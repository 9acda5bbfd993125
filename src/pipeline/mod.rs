pub mod stage1_inputs;
pub mod stage2_commands;
pub mod stage3_run;
pub mod stage4_standardize;

use crate::config::ConfigError;
use crate::input::InputError;

#[derive(Debug, thiserror::Error)]
pub enum RunError {
    #[error(transparent)]
    Input(#[from] InputError),
    #[error(transparent)]
    Config(#[from] ConfigError),
    #[error("IO error: {0}")]
    Io(#[from] std::io::Error),
    #[error("failed to launch {program}: {source}")]
    Spawn {
        program: String,
        source: std::io::Error,
    },
    #[error("{program} exited with {status}")]
    ExitStatus { program: String, status: String },
}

■ INSTRUCTIONS TO FOLLOW: Reproduce every entry above so that each one matches its source exactly.

■ EXERCISE SOLUTION:
repository 9acda5bbfd993125
filename src/pipeline/mod.rs
pub mod stage1_inputs;
pub mod stage2_commands;
pub mod stage3_run;
pub mod stage4_standardize;

use crate::config::ConfigError;
use crate::input::InputError;

#[derive(Debug, thiserror::Error)]
pub enum RunError {
    #[error(transparent)]
    Input(#[from] InputError),
    #[error(transparent)]
    Config(#[from] ConfigError),
    #[error("IO error: {0}")]
    Io(#[from] std::io::Error),
    #[error("failed to launch {program}: {source}")]
    Spawn {
        program: String,
        source: std::io::Error,
    },
    #[error("{program} exited with {status}")]
    ExitStatus { program: String, status: String },
}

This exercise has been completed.